Fatty acylation consists in the covalent attachment of fatty acids to proteins. Initially described in viral proteins, this PTM has been found in a wide range of eukaryotic membrane glycoproteins having a pivotal role in cellular structure and function such as signal transduction and cell binding [81]. The two most common forms of protein fatty acylation are modification with palmitate, a 16-carbon saturated fatty acid, and myristate, a 14-carbon saturated fatty acid [82]. Both types are dynamically modulated and their dysregulation has been recently found involved in several neurodegenerative processes.

5.1. Palmitoylation

This type of fatty acylation consists in the reversible attachment of a palmitoyl group to the sulfhydryl group of a cysteine residue via a labile thioester bond, catalyzed by S-palmitoyl transferases (PATs) within the Golgi apparatus. No strict consensus sequence exists for the target cysteines but they are preferentially surrounded by basic or hydrophobic amino acids located in transmembrane domains or in the cytoplasmic flanking regions [83]. The opposite reaction is mediated by specific acyl protein thioesterases. Two enzymes—PPT1 and APT1—have been characterized in mammals but only APT1 appears to de-palmitoylate cytoplasmic proteins in vivo while PPT1 is mainly involved in their lysosomal degradation [84]. It has been shown that palmitoylation increases the association of a protein to the cell membrane [85].

In the nervous system, protein palmitoylation is particularly important for a number of processes including neuronal development and synaptic activity. Aberrant palmitoylation has been shown to contribute to several neurodegenerative diseases including HD and AD. PolyQ expansion in HTT was demonstrated to reduce the affinity of the protein for its specific PATs huntingtin interacting protein 14 (HIP14) and HIP14-like (DHHC13), resulting in reduced HTT palmitoylation at Cys214 which is essential for its trafficking and functions [86]. Consistently, palmitoylation-resistant HTT mutants exhibit increased neurotoxicity and propensity to form aggregates, supporting the role of hypo-palmitoylation in determining HD phenotype [86]. In contrast, a decrease in palmitoylation might be beneficial in the context of AD. Indeed, palmitoylation of amyloid precursor protein (APP) at Cys186 and Cys187 enhances its amyloidogenic processing by targeting APP to lipid rafts and enhancing its g-secretase mediated cleavage [87]. Interestingly, the g-secretase complex itself is also subjected to palmitoylation and its regulation might be functionally connected to Ab-burden in the brain. In facts, the expression of a palmitoylation-deficient form of g-secretase in an AD mouse model significantly reduced the amount of insoluble Ab as well as amyloid deposition in the frontal cortex [88].

To sum up, the role of palmitoylation in neurodegeneration is not univocal as contrasting effects have been reported. In general, aberrant palmitoylation exerts its detrimental effects on neuronal survival mainly via perturbing the correct sub-cellular localization of specific target proteins.

5.2. Myristoylation

This type of acylation encompasses the attachment of a myristoyl moiety to the a-amino group of an N-terminal glycine residue, via an amide bond. Unlike palmitoylation, this PTM is an irreversible process that takes place in the cytosol through the activity of the ubiquitous enzymes N-myristoyltransferases (NMTs) [89]. The specificity of these enzymes towards their substrate proteins is given by the consensus sequence Met-Gly-X-X-X-Ser/Thr. During translation, the initial Met is removed by a methionine amino peptidase, making the glycine in position 2 the N-terminal residue [82].

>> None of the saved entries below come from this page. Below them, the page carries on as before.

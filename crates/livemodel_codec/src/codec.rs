//! Conversion between stored column values and typed field values.

use crate::cbor::{from_cbor, to_cbor};
use crate::error::{CodecError, CodecResult};
use crate::field::{FieldInfo, FieldType};
use crate::value::Value;

/// Converts between raw column values and typed field values.
///
/// Raw values are what the SQL engine stores: `Null`, `Integer`, `Real`,
/// `Text` or `Bytes`. Typed values are what application code reads from and
/// writes to instances.
pub trait RowCodec: Send + Sync {
    /// Converts a stored column value into the field's typed value.
    ///
    /// # Errors
    ///
    /// Returns [`CodecError::UnsupportedType`] if the stored value cannot be
    /// represented as the field's type.
    fn decode(&self, raw: Value, field: &FieldInfo) -> CodecResult<Value>;

    /// Converts a typed field value into a value the engine can store.
    ///
    /// # Errors
    ///
    /// Returns [`CodecError::UnsupportedType`] if the value cannot be stored
    /// in the field's column.
    fn encode(&self, value: &Value, field: &FieldInfo) -> CodecResult<Value>;
}

/// The standard row codec.
///
/// - `Bool` fields are stored as 0/1 integers.
/// - `Integer`, `Real` and `Text` fields accept the obvious coercions
///   (numeric text, integer to real).
/// - `Other` fields store scalars unchanged and arrays/maps as CBOR blobs.
/// - A stored NULL in a NOT NULL field decodes to the field's default.
#[derive(Debug, Clone, Copy, Default)]
pub struct DefaultRowCodec;

impl DefaultRowCodec {
    /// Creates the codec.
    #[must_use]
    pub const fn new() -> Self {
        Self
    }
}

impl RowCodec for DefaultRowCodec {
    fn decode(&self, raw: Value, field: &FieldInfo) -> CodecResult<Value> {
        if raw.is_null() {
            return Ok(if field.null_allowed {
                Value::Null
            } else {
                field.default_value.clone()
            });
        }

        match field.field_type {
            FieldType::Text => match raw {
                Value::Text(_) => Ok(raw),
                Value::Integer(n) => Ok(Value::Text(n.to_string())),
                Value::Real(n) => Ok(Value::Text(n.to_string())),
                Value::Bytes(b) => String::from_utf8(b)
                    .map(Value::Text)
                    .map_err(|_| CodecError::unsupported(&field.name, "blob is not UTF-8")),
                other => Err(mismatch(field, &other)),
            },
            FieldType::Integer => match raw {
                Value::Integer(_) => Ok(raw),
                Value::Text(ref s) => s
                    .trim()
                    .parse::<i64>()
                    .map(Value::Integer)
                    .map_err(|_| mismatch(field, &raw)),
                #[allow(clippy::cast_possible_truncation)]
                Value::Real(n) if n.fract() == 0.0 => Ok(Value::Integer(n as i64)),
                other => Err(mismatch(field, &other)),
            },
            FieldType::Real => match raw {
                Value::Real(_) => Ok(raw),
                #[allow(clippy::cast_precision_loss)]
                Value::Integer(n) => Ok(Value::Real(n as f64)),
                Value::Text(ref s) => s
                    .trim()
                    .parse::<f64>()
                    .map(Value::Real)
                    .map_err(|_| mismatch(field, &raw)),
                other => Err(mismatch(field, &other)),
            },
            FieldType::Bool => match raw {
                Value::Integer(n) => Ok(Value::Bool(n != 0)),
                Value::Real(n) => Ok(Value::Bool(n != 0.0)),
                Value::Text(ref s) => match s.trim() {
                    "0" | "false" | "FALSE" => Ok(Value::Bool(false)),
                    "1" | "true" | "TRUE" => Ok(Value::Bool(true)),
                    _ => Err(mismatch(field, &raw)),
                },
                other => Err(mismatch(field, &other)),
            },
            FieldType::Other => match raw {
                Value::Bytes(ref b) => match from_cbor(b) {
                    Ok(value @ (Value::Array(_) | Value::Map(_))) => Ok(value),
                    _ => Ok(raw),
                },
                other => Ok(other),
            },
        }
    }

    fn encode(&self, value: &Value, field: &FieldInfo) -> CodecResult<Value> {
        match value {
            Value::Null => Ok(Value::Null),
            Value::Bool(b) => Ok(Value::Integer(i64::from(*b))),
            Value::Integer(_) | Value::Real(_) | Value::Text(_) | Value::Bytes(_) => {
                Ok(value.clone())
            }
            Value::Array(_) | Value::Map(_) if field.field_type == FieldType::Other => {
                Ok(Value::Bytes(to_cbor(value)?))
            }
            other => Err(mismatch(field, other)),
        }
    }
}

fn mismatch(field: &FieldInfo, value: &Value) -> CodecError {
    CodecError::unsupported(
        &field.name,
        format!("cannot convert {} to {}", value.kind_name(), field.field_type),
    )
}

#[cfg(test)]
mod tests {
    use super::*;
    use proptest::prelude::*;

    fn field(field_type: FieldType, null_allowed: bool) -> FieldInfo {
        FieldInfo::new("f", field_type, null_allowed, field_type.zero_value())
    }

    #[test]
    fn bools_are_stored_as_integers() {
        let codec = DefaultRowCodec::new();
        let f = field(FieldType::Bool, false);
        assert_eq!(codec.encode(&Value::Bool(true), &f).unwrap(), Value::Integer(1));
        assert_eq!(codec.decode(Value::Integer(0), &f).unwrap(), Value::Bool(false));
        assert_eq!(codec.decode(Value::Integer(7), &f).unwrap(), Value::Bool(true));
    }

    #[test]
    fn null_in_not_null_field_decodes_to_default() {
        let codec = DefaultRowCodec::new();
        let f = FieldInfo::new("n", FieldType::Integer, false, Value::Integer(5));
        assert_eq!(codec.decode(Value::Null, &f).unwrap(), Value::Integer(5));

        let nullable = field(FieldType::Integer, true);
        assert_eq!(codec.decode(Value::Null, &nullable).unwrap(), Value::Null);
    }

    #[test]
    fn numeric_coercions() {
        let codec = DefaultRowCodec::new();
        assert_eq!(
            codec.decode(Value::Integer(3), &field(FieldType::Real, false)).unwrap(),
            Value::Real(3.0)
        );
        assert_eq!(
            codec.decode(Value::from(" 12 "), &field(FieldType::Integer, false)).unwrap(),
            Value::Integer(12)
        );
        assert_eq!(
            codec.decode(Value::Integer(12), &field(FieldType::Text, false)).unwrap(),
            Value::from("12")
        );
    }

    #[test]
    fn unsupported_conversions_fail() {
        let codec = DefaultRowCodec::new();
        let f = field(FieldType::Integer, false);
        assert!(matches!(
            codec.decode(Value::from("abc"), &f),
            Err(CodecError::UnsupportedType { .. })
        ));
        assert!(matches!(
            codec.encode(&Value::Array(vec![]), &f),
            Err(CodecError::UnsupportedType { .. })
        ));
    }

    #[test]
    fn structured_values_use_cbor_blobs() {
        let codec = DefaultRowCodec::new();
        let f = field(FieldType::Other, true);
        let value = Value::map(vec![(Value::from("k"), Value::Array(vec![Value::Integer(1)]))]);

        let raw = codec.encode(&value, &f).unwrap();
        assert!(raw.as_bytes().is_some());
        assert_eq!(codec.decode(raw, &f).unwrap(), value);
    }

    #[test]
    fn plain_blobs_stay_blobs() {
        let codec = DefaultRowCodec::new();
        let f = field(FieldType::Other, true);
        let raw = Value::Bytes(b"not cbor at all".to_vec());
        assert_eq!(codec.decode(raw.clone(), &f).unwrap(), raw);
    }

    proptest! {
        #[test]
        fn integers_survive_storage(n in any::<i64>()) {
            let codec = DefaultRowCodec::new();
            let f = field(FieldType::Integer, false);
            let raw = codec.encode(&Value::Integer(n), &f).unwrap();
            prop_assert_eq!(codec.decode(raw, &f).unwrap(), Value::Integer(n));
        }

        #[test]
        fn text_survives_storage(s in ".*") {
            let codec = DefaultRowCodec::new();
            let f = field(FieldType::Text, true);
            let raw = codec.encode(&Value::Text(s.clone()), &f).unwrap();
            prop_assert_eq!(codec.decode(raw, &f).unwrap(), Value::Text(s));
        }
    }
}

Recent evidence suggests that myristoylation may play a role in HD by modulating the autophagy pathway. Indeed, it has been shown that the internal Gly553 of HTT undergoes myristoylation following caspase cleavage at Asp552 and in turn promotes the formation of autophagosomes [90]. Importantly, this process was demonstrated to be reduced in mutant HTT compared to the wild type protein, maybe due to steric hindrance of the abnormal polyQ stretch or to NMT inhibition [91]. Thus, it is possible that the pathological polyQ expansion in HTT may alter the physiological autophagy dynamics via decreasing mysristoylation at Gly553, contributing to the build-up of cytotoxic materials observed upon HD [92].

6. Ubiquitination

Ubiquitination affects cellular processes inducing protein degradation [93], modulating cellular localization of proteins, activating and inactivating proteins, and mediating protein-protein interactions [94,95]. In particular, the UPS is the major proteolytic pathway used by eukaryotic cells for disposing of misfolded or damaged proteins [93]. Ubiquitination consists in the covalent attachment of single or multiple ubiquitin molecules to a protein, generating mono- and poly-ubiquitination respectively. Ubiquitin is a highly conserved protein of 76 amino acids (8 kDa) expressed in almost all eukaryotic cells. Ubiquitination takes place through three sequential steps: (i) an ubiquitin-activating enzyme (E1) catalyzes the activation of an ubiquitin molecule in its C-terminal glycine leading to a high-energy thiol ester intermediate; (ii) an ubiquitin-conjugating enzyme (E2) catalyzes the transfer of the activated ubiquitin to a member of the ubiquitin-protein ligase (E3) family; (iii) E3 promotes the transfer of the ubiquitin to a lysine residue in the target protein. Poly-ubiquitination requires the transfer of additional ubiquitin moieties to Lys48 of the previously conjugated ubiquitin molecule [96]. While mono-ubiquitination is involved in modulating cellular events, poly-ubiquitination targets the substrate proteins to the 26S proteasome for degradation [97]. Defects in the ubiquitination pathway have been associated with the etiology of a number of neurodegenerative disorders. Many neurological diseases are indeed characterized by the accumulation of aggregated misfolded proteins and inclusion bodies. These aggregates contain ubiquitin and proteasome subunits implying a failure of the UPS in the removal of misfolded proteins.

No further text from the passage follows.